• WHAT NEEDS TO BE DONE
Beginning with the first line and ending with the one containing "let ident = consume_while(&mut", copy the lines of the listing below exactly; omit everything else.
+++ RECORDS PROVIDED
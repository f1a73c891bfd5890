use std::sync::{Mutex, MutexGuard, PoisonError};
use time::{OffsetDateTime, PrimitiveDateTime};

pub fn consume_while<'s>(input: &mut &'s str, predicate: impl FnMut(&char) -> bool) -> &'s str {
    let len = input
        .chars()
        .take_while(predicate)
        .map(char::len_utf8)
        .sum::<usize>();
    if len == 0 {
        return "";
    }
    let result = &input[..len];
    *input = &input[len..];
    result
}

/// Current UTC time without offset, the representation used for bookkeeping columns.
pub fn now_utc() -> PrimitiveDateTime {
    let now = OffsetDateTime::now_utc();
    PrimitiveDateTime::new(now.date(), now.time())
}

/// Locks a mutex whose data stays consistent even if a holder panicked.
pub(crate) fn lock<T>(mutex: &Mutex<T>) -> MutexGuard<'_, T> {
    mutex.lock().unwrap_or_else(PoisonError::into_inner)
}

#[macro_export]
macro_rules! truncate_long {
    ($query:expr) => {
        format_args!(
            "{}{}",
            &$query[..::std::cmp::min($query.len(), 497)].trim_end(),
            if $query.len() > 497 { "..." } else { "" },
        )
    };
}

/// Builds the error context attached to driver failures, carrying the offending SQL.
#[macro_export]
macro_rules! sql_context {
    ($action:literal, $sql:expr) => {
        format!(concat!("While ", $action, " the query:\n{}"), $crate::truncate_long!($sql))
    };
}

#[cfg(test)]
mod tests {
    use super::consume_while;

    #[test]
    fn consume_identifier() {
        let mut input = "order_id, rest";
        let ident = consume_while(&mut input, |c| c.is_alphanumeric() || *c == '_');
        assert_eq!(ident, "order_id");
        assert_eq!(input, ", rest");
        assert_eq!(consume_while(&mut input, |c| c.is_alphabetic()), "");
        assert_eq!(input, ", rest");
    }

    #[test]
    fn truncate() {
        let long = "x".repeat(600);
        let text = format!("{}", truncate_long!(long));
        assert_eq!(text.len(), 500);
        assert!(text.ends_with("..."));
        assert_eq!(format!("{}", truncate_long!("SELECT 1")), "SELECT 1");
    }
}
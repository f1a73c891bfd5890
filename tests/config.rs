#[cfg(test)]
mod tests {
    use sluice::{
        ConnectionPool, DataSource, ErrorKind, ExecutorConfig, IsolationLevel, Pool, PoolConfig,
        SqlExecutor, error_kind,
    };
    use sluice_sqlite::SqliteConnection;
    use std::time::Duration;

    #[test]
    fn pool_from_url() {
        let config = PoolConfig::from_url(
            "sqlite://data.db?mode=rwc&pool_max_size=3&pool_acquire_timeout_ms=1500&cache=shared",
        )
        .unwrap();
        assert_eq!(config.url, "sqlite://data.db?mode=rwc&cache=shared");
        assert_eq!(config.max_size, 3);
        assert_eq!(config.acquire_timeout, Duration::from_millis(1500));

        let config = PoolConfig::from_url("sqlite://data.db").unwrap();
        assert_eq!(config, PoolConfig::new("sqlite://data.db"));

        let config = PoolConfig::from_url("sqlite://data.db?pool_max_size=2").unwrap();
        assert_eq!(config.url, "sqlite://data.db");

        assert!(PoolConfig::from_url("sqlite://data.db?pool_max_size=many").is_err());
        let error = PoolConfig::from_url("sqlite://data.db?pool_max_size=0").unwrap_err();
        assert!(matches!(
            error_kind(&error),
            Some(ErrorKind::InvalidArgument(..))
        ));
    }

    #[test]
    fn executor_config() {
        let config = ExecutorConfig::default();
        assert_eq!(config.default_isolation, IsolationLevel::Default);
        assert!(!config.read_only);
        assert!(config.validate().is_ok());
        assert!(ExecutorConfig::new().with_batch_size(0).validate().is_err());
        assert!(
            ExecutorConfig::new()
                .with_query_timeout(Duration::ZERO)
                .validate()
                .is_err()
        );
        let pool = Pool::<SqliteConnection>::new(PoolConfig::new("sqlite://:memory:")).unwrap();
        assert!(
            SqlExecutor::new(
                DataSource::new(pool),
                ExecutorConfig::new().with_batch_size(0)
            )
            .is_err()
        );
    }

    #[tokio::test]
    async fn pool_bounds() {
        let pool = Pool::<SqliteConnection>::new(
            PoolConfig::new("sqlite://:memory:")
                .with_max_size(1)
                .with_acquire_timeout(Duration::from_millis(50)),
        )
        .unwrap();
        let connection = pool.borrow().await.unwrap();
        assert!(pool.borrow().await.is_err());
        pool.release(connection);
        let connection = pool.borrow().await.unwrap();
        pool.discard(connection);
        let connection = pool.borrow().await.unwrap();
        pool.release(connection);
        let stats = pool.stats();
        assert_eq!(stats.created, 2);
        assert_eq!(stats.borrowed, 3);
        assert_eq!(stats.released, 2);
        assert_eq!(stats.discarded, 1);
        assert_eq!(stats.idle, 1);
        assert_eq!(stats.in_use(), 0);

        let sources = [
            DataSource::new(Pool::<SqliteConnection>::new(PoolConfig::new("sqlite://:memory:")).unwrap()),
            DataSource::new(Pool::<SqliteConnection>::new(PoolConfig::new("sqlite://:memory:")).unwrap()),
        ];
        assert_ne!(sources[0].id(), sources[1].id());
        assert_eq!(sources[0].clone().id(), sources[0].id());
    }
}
++++++
• OUTPUT OF THE EXERCISE
repository f1a73c891bfd5890
use std::sync::{Mutex, MutexGuard, PoisonError};
use time::{OffsetDateTime, PrimitiveDateTime};

pub fn consume_while<'s>(input: &mut &'s str, predicate: impl FnMut(&char) -> bool) -> &'s str {
    let len = input
        .chars()
        .take_while(predicate)
        .map(char::len_utf8)
        .sum::<usize>();
    if len == 0 {
        return "";
    }
    let result = &input[..len];
    *input = &input[len..];
    result
}

/// Current UTC time without offset, the representation used for bookkeeping columns.
pub fn now_utc() -> PrimitiveDateTime {
    let now = OffsetDateTime::now_utc();
    PrimitiveDateTime::new(now.date(), now.time())
}

/// Locks a mutex whose data stays consistent even if a holder panicked.
pub(crate) fn lock<T>(mutex: &Mutex<T>) -> MutexGuard<'_, T> {
    mutex.lock().unwrap_or_else(PoisonError::into_inner)
}

#[macro_export]
macro_rules! truncate_long {
    ($query:expr) => {
        format_args!(
            "{}{}",
            &$query[..::std::cmp::min($query.len(), 497)].trim_end(),
            if $query.len() > 497 { "..." } else { "" },
        )
    };
}

/// Builds the error context attached to driver failures, carrying the offending SQL.
#[macro_export]
macro_rules! sql_context {
    ($action:literal, $sql:expr) => {
        format!(concat!("While ", $action, " the query:\n{}"), $crate::truncate_long!($sql))
    };
}

#[cfg(test)]
mod tests {
    use super::consume_while;

    #[test]
    fn consume_identifier() {
        let mut input = "order_id, rest";
        let ident = consume_while(&mut input, |c| c.is_alphanumeric() || *c == '_');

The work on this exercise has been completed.